Exercise:
For this listing, report how many lines contain the string "bool", using only a number.

Given information:
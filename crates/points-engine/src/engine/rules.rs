use rust_decimal::Decimal;

use super::domain::StageId;

/// Stages below this area never accrue points, whatever the team count.
pub const MIN_SCORING_AREA: u32 = 19;

/// Outcome of the points rule for one approved submission.
#[derive(Debug, Clone, Copy, PartialEq, Eq)]
pub struct PointsAward {
    pub points: Decimal,
    pub is_halved: bool,
}

impl PointsAward {
    const NONE: Self = Self {
        points: Decimal::ZERO,
        is_halved: false,
    };
}

fn base_points(team_count: u32) -> Decimal {
    match team_count {
        1 => Decimal::new(1, 1),
        2 => Decimal::new(5, 1),
        3 => Decimal::ONE,
        _ => Decimal::ZERO,
    }
}

/// Maps a stage, the clearing team count, and whether another approved
/// submission already exists for the same stage onto a point award.
///
/// Pure and side-effect free. The `has_other_approved` fact must be computed
/// by the caller against the submission registry, excluding the submission
/// being evaluated, at the moment of approval.
pub fn evaluate(stage: StageId, team_count: u32, has_other_approved: bool) -> PointsAward {
    if stage.area < MIN_SCORING_AREA {
        return PointsAward::NONE;
    }

    let base = base_points(team_count);
    if has_other_approved {
        PointsAward {
            points: base / Decimal::TWO,
            is_halved: true,
        }
    } else {
        PointsAward {
            points: base,
            is_halved: false,
        }
    }
}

Task response:
2